The sum of the volumes of brain/CSF/blood is constant. A rise in 1 will therefore precipitate a drop in 1 or both of the others.
What 2 syndromes are associated with hyperacute head injury?
- Neuroventilatory syndrome
- Neuro-cardiac syndrome
What is neuroventilatory syndrome?
Impact brain apnoea
Concussive force to Pre-Botzinger complex of medulla oblongata
What is neurocardiac syndrome?
- Cardiogenic failure secondary to locally released noradrenaline from myocardial sympathetic nerve terminals leading to neurogenic stunned myocardium.

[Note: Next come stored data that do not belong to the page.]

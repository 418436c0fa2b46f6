//! Centralized configuration for Waypoint.
//!
//! All tunable parameters and deployment settings live here so that
//! collaborators are constructed once, at startup, from validated values.

use std::time::Duration;

use url::Url;

/// Central configuration for all Waypoint components.
#[derive(Debug, Clone, Default)]
pub struct WaypointConfig {
    pub simulation: SimulationConfig,
    pub queue: QueueConfig,
    pub dispatch: DispatchConfig,
    pub cache: CacheConfig,
    pub durable: DurableConfig,
    pub scheduler: SchedulerConfig,
}

/// Movement model parameters.
#[derive(Debug, Clone)]
pub struct SimulationConfig {
    /// Vehicle speed in metres per second
    pub base_speed_mps: f64,
    /// Distance ahead of the vehicle used to derive its heading
    pub lookahead_meters: f64,
    /// Compare-and-set attempts per tick before reporting a conflict
    pub max_write_attempts: u32,
}

impl Default for SimulationConfig {
    fn default() -> Self {
        Self {
            base_speed_mps: 15.0, // 54 km/h
            lookahead_meters: 5.0,
            max_write_attempts: 3,
        }
    }
}

/// Work queue client configuration.
#[derive(Debug, Clone)]
pub struct QueueConfig {
    /// Base URL of the publish API
    pub endpoint: String,
    /// Bearer token; the HTTP client refuses to start without one
    pub token: Option<String>,
    pub request_timeout: Duration,
}

impl Default for QueueConfig {
    fn default() -> Self {
        Self {
            endpoint: "https://qstash.upstash.io".to_string(),
            token: None,
            request_timeout: Duration::from_secs(10),
        }
    }
}

/// Where queued tick jobs get delivered.
#[derive(Debug, Clone)]
pub struct DispatchConfig {
    /// Publicly reachable base URL of this deployment
    pub public_base_url: Option<String>,
    pub tick_path: String,
}

impl Default for DispatchConfig {
    fn default() -> Self {
        Self {
            public_base_url: None,
            tick_path: "/api/simulation/tick".to_string(),
        }
    }
}

impl DispatchConfig {
    /// Resolves the URL the queue should invoke for each tick job.
    ///
    /// # Errors
    ///
    /// - `ConfigError::MissingValue` - If no public base URL is configured
    /// - `ConfigError::InvalidUrl` - If the base URL or path cannot be parsed
    pub fn tick_target_url(&self) -> Result<Url, ConfigError> {
        let base = self
            .public_base_url
            .as_deref()
            .filter(|url| !url.trim().is_empty())
            .ok_or(ConfigError::MissingValue {
                name: "WAYPOINT_PUBLIC_URL",
            })?;

        let base = Url::parse(base).map_err(|e| ConfigError::InvalidUrl {
            url: base.to_string(),
            reason: e.to_string(),
        })?;

        base.join(&self.tick_path)
            .map_err(|e| ConfigError::InvalidUrl {
                url: self.tick_path.clone(),
                reason: e.to_string(),
            })
    }
}

/// Key-value cache holding simulation state and the active set.
#[derive(Debug, Clone)]
pub struct CacheConfig {
    pub redis_url: Option<String>,
    /// Prefix for per-shipment state keys
    pub key_prefix: String,
    /// Key of the set of active shipment IDs
    pub active_set_key: String,
    /// Expiry applied to every state write
    pub state_ttl: Duration,
}

impl Default for CacheConfig {
    fn default() -> Self {
        Self {
            redis_url: None,
            key_prefix: "simulation:".to_string(),
            active_set_key: "simulations:active".to_string(),
            state_ttl: Duration::from_secs(24 * 60 * 60),
        }
    }
}

/// Durable store mirrored with the last known location.
#[derive(Debug, Clone, Default)]
pub struct DurableConfig {
    pub database_url: Option<String>,
}

/// Periodic enqueue pass settings.
#[derive(Debug, Clone)]
pub struct SchedulerConfig {
    pub interval: Duration,
    /// Upper bound on shipments dispatched concurrently within one pass
    pub max_concurrency: usize,
}

impl Default for SchedulerConfig {
    fn default() -> Self {
        Self {
            interval: Duration::from_secs(60),
            max_concurrency: 32,
        }
    }
}

impl WaypointConfig {
    /// Creates configuration with environment variable overrides.
    pub fn from_env() -> Self {
        let mut config = Self::default();

        if let Some(speed) = env_parse::<f64>("WAYPOINT_BASE_SPEED_MPS") {
            config.simulation.base_speed_mps = speed;
        }

        if let Some(meters) = env_parse::<f64>("WAYPOINT_LOOKAHEAD_METERS") {
            config.simulation.lookahead_meters = meters;
        }

        if let Ok(endpoint) = std::env::var("WAYPOINT_QUEUE_URL") {
            config.queue.endpoint = endpoint;
        }

        if let Ok(token) = std::env::var("WAYPOINT_QUEUE_TOKEN") {
            config.queue.token = Some(token);
        }

        if let Ok(url) = std::env::var("WAYPOINT_PUBLIC_URL") {
            config.dispatch.public_base_url = Some(url);
        }

        if let Ok(url) = std::env::var("WAYPOINT_REDIS_URL") {
            config.cache.redis_url = Some(url);
        }

        if let Ok(url) = std::env::var("WAYPOINT_DATABASE_URL") {
            config.durable.database_url = Some(url);
        }

        if let Some(seconds) = env_parse::<u64>("WAYPOINT_TICK_INTERVAL_SECS") {
            config.scheduler.interval = Duration::from_secs(seconds);
        }

        if let Some(limit) = env_parse::<usize>("WAYPOINT_MAX_CONCURRENCY") {
            config.scheduler.max_concurrency = limit;
        }

        config
    }

    /// Creates a configuration for tests and local simulation runs.
    pub fn for_testing() -> Self {
        Self {
            dispatch: DispatchConfig {
                public_base_url: Some("http://localhost:3000".to_string()),
                ..Default::default()
            },
            scheduler: SchedulerConfig {
                interval: Duration::from_secs(1),
                max_concurrency: 8,
            },
            ..Default::default()
        }
    }

    /// Checks values that would make the movement model or scheduler nonsensical.
    ///
    /// # Errors
    ///
    /// - `ConfigError::OutOfRange` - If a numeric setting is outside its valid range
    pub fn validate(&self) -> Result<(), ConfigError> {
        if !is_positive_finite(self.simulation.base_speed_mps) {
            return Err(ConfigError::OutOfRange {
                name: "base_speed_mps",
                reason: format!("must be positive, got {}", self.simulation.base_speed_mps),
            });
        }
        let lookahead = self.simulation.lookahead_meters;
        if !lookahead.is_finite() || lookahead < 0.0 {
            return Err(ConfigError::OutOfRange {
                name: "lookahead_meters",
                reason: format!(
                    "must be finite and not negative, got {}",
                    self.simulation.lookahead_meters
                ),
            });
        }
        if self.simulation.max_write_attempts == 0 {
            return Err(ConfigError::OutOfRange {
                name: "max_write_attempts",
                reason: "must be at least 1".to_string(),
            });
        }
        if self.scheduler.interval.is_zero() {
            return Err(ConfigError::OutOfRange {
                name: "interval",
                reason: "must be longer than zero".to_string(),
            });
        }
        if self.scheduler.max_concurrency == 0 {
            return Err(ConfigError::OutOfRange {
                name: "max_concurrency",
                reason: "must be at least 1".to_string(),
            });
        }
        Ok(())
    }
}

fn is_positive_finite(value: f64) -> bool {
    value.is_finite() && value > 0.0
}

fn env_parse<T: std::str::FromStr>(name: &str) -> Option<T> {
    std::env::var(name).ok().and_then(|value| value.parse().ok())
}

/// Missing or invalid deployment configuration.
#[derive(Debug, Clone, PartialEq, thiserror::Error)]
pub enum ConfigError {
    #[error("Missing configuration value: {name}")]
    MissingValue { name: &'static str },

    #[error("Invalid URL '{url}': {reason}")]
    InvalidUrl { url: String, reason: String },

    #[error("Setting {name} out of range: {reason}")]
    OutOfRange { name: &'static str, reason: String },

    #[error("Failed to initialize {component}: {reason}")]
    Initialization {
        component: &'static str,
        reason: String,
    },
}
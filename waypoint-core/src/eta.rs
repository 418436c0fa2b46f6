//! Remaining travel time projection.

use serde::Serialize;

use crate::model::{SimulatedVehicle, SimulationStatus};

/// Projected arrival for an en-route vehicle.
#[derive(Debug, Clone, Copy, PartialEq, Eq, Serialize)]
#[serde(rename_all = "camelCase")]
pub struct EtaEstimate {
    /// Epoch milliseconds of arrival; `None` when already arrived.
    pub eta_timestamp: Option<i64>,
    pub remaining_duration_ms: u64,
}

/// Projects remaining travel time from remaining distance and speed.
#[derive(Debug, Clone, Copy)]
pub struct EtaEstimator {
    base_speed_mps: f64,
}

impl EtaEstimator {
    pub fn new(base_speed_mps: f64) -> Self {
        Self { base_speed_mps }
    }

    /// Estimates arrival for `vehicle` at `speed_multiplier` times base speed.
    ///
    /// Returns `None` unless the vehicle is en route on a route of positive
    /// length, and for non-positive (or NaN) effective speeds.
    pub fn estimate(
        &self,
        vehicle: &SimulatedVehicle,
        speed_multiplier: f64,
        now_ms: i64,
    ) -> Option<EtaEstimate> {
        if vehicle.status != SimulationStatus::EnRoute
            || vehicle.route.is_none()
            || vehicle.route_distance.is_nan()
            || vehicle.route_distance <= 0.0
        {
            return None;
        }

        let effective_speed = self.base_speed_mps * speed_multiplier;
        if effective_speed.is_nan() || effective_speed <= 0.0 {
            return None;
        }

        let remaining = vehicle.remaining_distance();
        if remaining <= 0.0 {
            return Some(EtaEstimate {
                eta_timestamp: None,
                remaining_duration_ms: 0,
            });
        }

        let remaining_duration_ms = (remaining / effective_speed * 1000.0).round() as u64;
        let eta_timestamp =
            now_ms.saturating_add(i64::try_from(remaining_duration_ms).unwrap_or(i64::MAX));

        Some(EtaEstimate {
            eta_timestamp: Some(eta_timestamp),
            remaining_duration_ms,
        })
    }
}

- creates reverse-Takusubo picture (intact apical contraction/ impaired heart base contracticility)
- pump failure may decrease further secondary to systemic cathecolamine induced afterload +/- impact brain apnoea
How is cerebral perfusion pressure calculated?
CPP = MAP - ICP
assume ICP >20cmH20 so aim MAP >80 mmHg
How much % decrease in effect does each 20mins delay in TXA cause?
10%
At what GCS does nice recommend giving TXA?
12 or less
What does JRCALC states about anti-platelet tx nd HI?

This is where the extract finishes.